→ Assigned task
Repeat the lines of the data that follow, please, starting at the first and stopping after the one with "rejected with a".

→ Stored data entries
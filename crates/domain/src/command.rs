//! Semantic commands: transport-agnostic descriptions of a device action.
//!
//! Commands arrive as `{ "cmd": <kind>, "value": <value> }` and are parsed
//! once into a [`Command`]. Anything that does not parse is rejected with a
//! [`CommandError`] before any transport is touched.

use std::fmt;

use base64::Engine;
use base64::engine::general_purpose::STANDARD;
use serde::{Deserialize, Serialize};
use serde_json::Value;

use crate::error::CommandError;

/// Binary on/off state.
#[derive(Debug, Clone, Copy, PartialEq, Eq, Hash, Serialize, Deserialize)]
#[serde(rename_all = "lowercase")]
pub enum PowerState {
    On,
    Off,
}

impl PowerState {
    #[must_use]
    pub fn is_on(self) -> bool {
        self == Self::On
    }
}

impl From<bool> for PowerState {
    fn from(on: bool) -> Self {
        if on { Self::On } else { Self::Off }
    }
}

impl fmt::Display for PowerState {
    fn fmt(&self, f: &mut fmt::Formatter<'_>) -> fmt::Result {
        f.write_str(match self {
            Self::On => "on",
            Self::Off => "off",
        })
    }
}

/// An RGB colour triple.
///
/// Deserialises from both `{r,g,b}` and `{red,green,blue}` shapes.
#[derive(Debug, Clone, Copy, PartialEq, Eq, Hash, Default, Serialize, Deserialize)]
pub struct Rgb {
    #[serde(alias = "red")]
    pub r: u8,
    #[serde(alias = "green")]
    pub g: u8,
    #[serde(alias = "blue")]
    pub b: u8,
}

impl Rgb {
    #[must_use]
    pub const fn new(r: u8, g: u8, b: u8) -> Self {
        Self { r, g, b }
    }
}

/// A semantic device command.
#[derive(Debug, Clone, PartialEq, Eq)]
pub enum Command {
    /// Main power.
    State(PowerState),
    /// Dual-switch devices: raw bitmask of both outlets.
    StateDual(u8),
    /// Outlet power.
    StateOutlet(PowerState),
    /// Humidifier power.
    StateHumidifier(bool),
    /// Purifier power.
    StatePurifier(bool),
    /// Heater power (fixed pre-encoded codes).
    StateHeater(bool),
    /// Pre-encoded base64 code sent as `multiSync`.
    MultiSync(String),
    /// Pre-encoded base64 code sent as `ptReal`.
    PtReal(String),
    /// Brightness percentage.
    Brightness(u8),
    /// RGB colour.
    Color(Rgb),
    /// Colour temperature in Kelvin.
    ColorTemperature(u16),
    /// Scene: comma-separated cloud/LAN codes and a single wireless code.
    Scene {
        cloud: Option<String>,
        wireless: Option<String>,
    },
}

impl Command {
    /// Wire name of the command kind.
    #[must_use]
    pub fn kind(&self) -> &'static str {
        match self {
            Self::State(_) => "state",
            Self::StateDual(_) => "stateDual",
            Self::StateOutlet(_) => "stateOutlet",
            Self::StateHumidifier(_) => "stateHumi",
            Self::StatePurifier(_) => "statePuri",
            Self::StateHeater(_) => "stateHeat",
            Self::MultiSync(_) => "multiSync",
            Self::PtReal(_) => "ptReal",
            Self::Brightness(_) => "brightness",
            Self::Color(_) => "color",
            Self::ColorTemperature(_) => "colorTem",
            Self::Scene { .. } => "rgbScene",
        }
    }

    /// Parse a `{ "cmd": …, "value": … }` request.
    ///
    /// # Errors
    ///
    /// Returns [`CommandError::UnknownKind`] for unrecognised kinds,
    /// [`CommandError::InvalidValue`] when the value has the wrong shape and
    /// [`CommandError::InvalidCode`] when a pre-encoded code is not base64.
    pub fn from_request(request: &Value) -> Result<Self, CommandError> {
        let kind = request
            .get("cmd")
            .and_then(Value::as_str)
            .ok_or_else(|| {
                let raw = request.get("cmd").map_or_else(String::new, Value::to_string);
                CommandError::UnknownKind(raw)
            })?;
        let value = request.get("value").unwrap_or(&Value::Null);

        match kind {
            "state" => Ok(Self::State(power_value("state", value)?)),
            "stateDual" => {
                let raw = value
                    .as_u64()
                    .and_then(|v| u8::try_from(v).ok())
                    .filter(|v| *v <= 3)
                    .ok_or(CommandError::InvalidValue {
                        kind: "stateDual",
                        reason: "expected an integer in 0..=3",
                    })?;
                Ok(Self::StateDual(raw))
            }
            "stateOutlet" => Ok(Self::StateOutlet(power_value("stateOutlet", value)?)),
            "stateHumi" => Ok(Self::StateHumidifier(flag_value("stateHumi", value)?)),
            "statePuri" => Ok(Self::StatePurifier(flag_value("statePuri", value)?)),
            "stateHeat" => Ok(Self::StateHeater(flag_value("stateHeat", value)?)),
            "multiSync" => Ok(Self::MultiSync(code_value("multiSync", value)?)),
            "ptReal" => Ok(Self::PtReal(code_value("ptReal", value)?)),
            "brightness" => {
                let level = value
                    .as_u64()
                    .and_then(|v| u8::try_from(v).ok())
                    .filter(|v| *v <= 100)
                    .ok_or(CommandError::InvalidValue {
                        kind: "brightness",
                        reason: "expected an integer in 0..=100",
                    })?;
                Ok(Self::Brightness(level))
            }
            "color" => {
                let rgb = Rgb::deserialize(value).map_err(|_| CommandError::InvalidValue {
                    kind: "color",
                    reason: "expected an object with r, g and b",
                })?;
                Ok(Self::Color(rgb))
            }
            "colorTem" => {
                let kelvin = value
                    .as_u64()
                    .and_then(|v| u16::try_from(v).ok())
                    .filter(|v| *v > 0)
                    .ok_or(CommandError::InvalidValue {
                        kind: "colorTem",
                        reason: "expected a positive Kelvin integer",
                    })?;
                Ok(Self::ColorTemperature(kelvin))
            }
            "rgbScene" => scene_value(value),
            other => Err(CommandError::UnknownKind(other.to_string())),
        }
    }
}

fn power_value(kind: &'static str, value: &Value) -> Result<PowerState, CommandError> {
    match value {
        Value::String(s) if s == "on" => Ok(PowerState::On),
        Value::String(s) if s == "off" => Ok(PowerState::Off),
        Value::Bool(b) => Ok(PowerState::from(*b)),
        _ => Err(CommandError::InvalidValue {
            kind,
            reason: "expected \"on\" or \"off\"",
        }),
    }
}

fn flag_value(kind: &'static str, value: &Value) -> Result<bool, CommandError> {
    match value {
        Value::Bool(b) => Ok(*b),
        Value::Number(n) => match n.as_u64() {
            Some(0) => Ok(false),
            Some(1) => Ok(true),
            _ => Err(CommandError::InvalidValue {
                kind,
                reason: "expected 0 or 1",
            }),
        },
        _ => Err(CommandError::InvalidValue {
            kind,
            reason: "expected a boolean",
        }),
    }
}

fn code_value(kind: &'static str, value: &Value) -> Result<String, CommandError> {
    let code = value.as_str().ok_or(CommandError::InvalidValue {
        kind,
        reason: "expected a base64 code",
    })?;
    STANDARD
        .decode(code)
        .map_err(|_| CommandError::InvalidCode)?;
    Ok(code.to_string())
}

fn scene_value(value: &Value) -> Result<Command, CommandError> {
    const INVALID: CommandError = CommandError::InvalidValue {
        kind: "rgbScene",
        reason: "expected [cloudCode, wirelessCode]",
    };

    let items = value.as_array().ok_or(INVALID)?;
    let slot = |index: usize| -> Result<Option<String>, CommandError> {
        match items.get(index) {
            None | Some(Value::Null) => Ok(None),
            Some(Value::String(s)) if s.is_empty() => Ok(None),
            Some(Value::String(s)) => Ok(Some(s.clone())),
            Some(_) => Err(INVALID),
        }
    };
    let cloud = slot(0)?;
    let wireless = slot(1)?;
    if cloud.is_none() && wireless.is_none() {
        return Err(INVALID);
    }
    if let Some(code) = &wireless {
        STANDARD
            .decode(code)
            .map_err(|_| CommandError::InvalidCode)?;
    }
    Ok(Command::Scene { cloud, wireless })
}
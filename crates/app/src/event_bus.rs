//! In-process state event bus backed by a tokio broadcast channel.

use tokio::sync::broadcast;

use hearthlink_domain::id::DeviceId;
use hearthlink_domain::profile::StateChange;
use hearthlink_domain::update::UpdateSource;

/// State changes applied to one device by one update.
#[derive(Debug, Clone, PartialEq)]
pub struct DeviceEvent {
    pub device: DeviceId,
    pub source: UpdateSource,
    pub changes: Vec<StateChange>,
}

/// In-process event bus using a tokio [`broadcast`] channel.
///
/// Publishing succeeds even when there are no active subscribers
/// (the event is simply dropped).
#[derive(Debug, Clone)]
pub struct StateEventBus {
    sender: broadcast::Sender<DeviceEvent>,
}

impl StateEventBus {
    /// Create a new event bus with the given channel capacity.
    #[must_use]
    pub fn new(capacity: usize) -> Self {
        let (sender, _) = broadcast::channel(capacity);
        Self { sender }
    }

    /// Subscribe to events on this bus.
    ///
    /// Returns a receiver that will get all events published *after*
    /// the subscription is created.
    #[must_use]
    pub fn subscribe(&self) -> broadcast::Receiver<DeviceEvent> {
        self.sender.subscribe()
    }

    pub fn publish(&self, event: DeviceEvent) {
        // send fails only when there are zero receivers
        let _ = self.sender.send(event);
    }
}

#[cfg(test)]
mod tests {
    use super::*;
    use hearthlink_domain::command::PowerState;

    fn event() -> DeviceEvent {
        DeviceEvent {
            device: DeviceId::parse("AB:CD:A4:C1:38:5B:0E:DF").unwrap(),
            source: UpdateSource::Lan,
            changes: vec![StateChange::Power(PowerState::On)],
        }
    }

    #[tokio::test]
    async fn should_deliver_event_to_multiple_subscribers() {
        let bus = StateEventBus::new(16);
        let mut rx1 = bus.subscribe();
        let mut rx2 = bus.subscribe();

        bus.publish(event());

        assert_eq!(rx1.recv().await.unwrap(), event());
        assert_eq!(rx2.recv().await.unwrap(), event());
    }

    #[tokio::test]
    async fn should_not_deliver_events_published_before_subscription() {
        let bus = StateEventBus::new(16);
        bus.publish(event());

        let mut rx = bus.subscribe();
        let mut later = event();
        later.source = UpdateSource::Cloud;
        bus.publish(later.clone());

        assert_eq!(rx.recv().await.unwrap(), later);
    }

    #[test]
    fn should_succeed_when_no_subscribers() {
        let bus = StateEventBus::new(4);
        bus.publish(event());
    }
}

→ Task answer
filename crates/domain/src/command.rs
//! Semantic commands: transport-agnostic descriptions of a device action.
//!
//! Commands arrive as `{ "cmd": <kind>, "value": <value> }` and are parsed
//! once into a [`Command`]. Anything that does not parse is rejected with a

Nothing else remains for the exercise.